START Records for this exercise
fn row_to_session(row: sqlx::sqlite::SqliteRow) -> Session {
    Session {
        id: Uuid::parse_str(&row.get::<String, _>("id")).unwrap_or_default(),
        user_id: row
            .get::<Option<String>, _>("user_id")
            .and_then(|s| Uuid::parse_str(&s).ok()),
        name: row.get("name"),
        created_at: row.get("created_at"),
        updated_at: row.get("updated_at"),
        forked_from: row
            .get::<Option<String>, _>("forked_from")
            .and_then(|s| Uuid::parse_str(&s).ok()),
        workspace_dir: row.get("workspace_dir"),
    }
}

fn role_to_str(role: MessageRole) -> &'static str {
    match role {
        MessageRole::User => "user",
        MessageRole::Assistant => "assistant",
    }
}

fn str_to_role(s: &str) -> MessageRole {
    match s {
        "assistant" => MessageRole::Assistant,
        _ => MessageRole::User,
    }
}

fn transport_to_str(t: McpTransport) -> &'static str {
    match t {
        McpTransport::Stdio => "stdio",
        McpTransport::Sse => "sse",
        McpTransport::StreamableHttp => "streamable_http",
    }
}

fn str_to_transport(s: &str) -> McpTransport {
    match s {
        "sse" => McpTransport::Sse,
        "streamable_http" => McpTransport::StreamableHttp,
        _ => McpTransport::Stdio,
    }
}

fn row_to_mcp_record(row: sqlx::sqlite::SqliteRow) -> Result<McpServerRecord> {
    let args_json: String = row.get("args_json");
    let env_json: String = row.get("env_json");
    let headers_json: String = row.get("headers_json");
    Ok(McpServerRecord {
        name: row.get("name"),
        transport: str_to_transport(&row.get::<String, _>("transport")),
        command: row.get("command"),
        args: serde_json::from_str(&args_json).unwrap_or_default(),
        url: row.get("url"),
        env: serde_json::from_str(&env_json).unwrap_or_default(),
        headers: serde_json::from_str(&headers_json).unwrap_or_default(),
        enabled: row.get("enabled"),
        created_at: row.get("created_at"),
    })
}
END Records for this exercise
→ Problem details
The records above must be set down again exactly as written.

→ Finished exercise
fn row_to_session(row: sqlx::sqlite::SqliteRow) -> Session {
    Session {
        id: Uuid::parse_str(&row.get::<String, _>("id")).unwrap_or_default(),
        user_id: row
            .get::<Option<String>, _>("user_id")
            .and_then(|s| Uuid::parse_str(&s).ok()),
        name: row.get("name"),
        created_at: row.get("created_at"),
        updated_at: row.get("updated_at"),
        forked_from: row
            .get::<Option<String>, _>("forked_from")
            .and_then(|s| Uuid::parse_str(&s).ok()),
        workspace_dir: row.get("workspace_dir"),
    }
}

fn role_to_str(role: MessageRole) -> &'static str {
    match role {
        MessageRole::User => "user",
        MessageRole::Assistant => "assistant",
    }
}

fn str_to_role(s: &str) -> MessageRole {
    match s {
        "assistant" => MessageRole::Assistant,
        _ => MessageRole::User,
    }
}

fn transport_to_str(t: McpTransport) -> &'static str {
    match t {
        McpTransport::Stdio => "stdio",
        McpTransport::Sse => "sse",
        McpTransport::StreamableHttp => "streamable_http",
    }
}

fn str_to_transport(s: &str) -> McpTransport {
    match s {
        "sse" => McpTransport::Sse,
        "streamable_http" => McpTransport::StreamableHttp,
        _ => McpTransport::Stdio,
    }
}

fn row_to_mcp_record(row: sqlx::sqlite::SqliteRow) -> Result<McpServerRecord> {
    let args_json: String = row.get("args_json");
    let env_json: String = row.get("env_json");
    let headers_json: String = row.get("headers_json");
    Ok(McpServerRecord {
        name: row.get("name"),
        transport: str_to_transport(&row.get::<String, _>("transport")),
        command: row.get("command"),
        args: serde_json::from_str(&args_json).unwrap_or_default(),
        url: row.get("url"),
        env: serde_json::from_str(&env_json).unwrap_or_default(),
        headers: serde_json::from_str(&headers_json).unwrap_or_default(),
        enabled: row.get("enabled"),
        created_at: row.get("created_at"),
    })
}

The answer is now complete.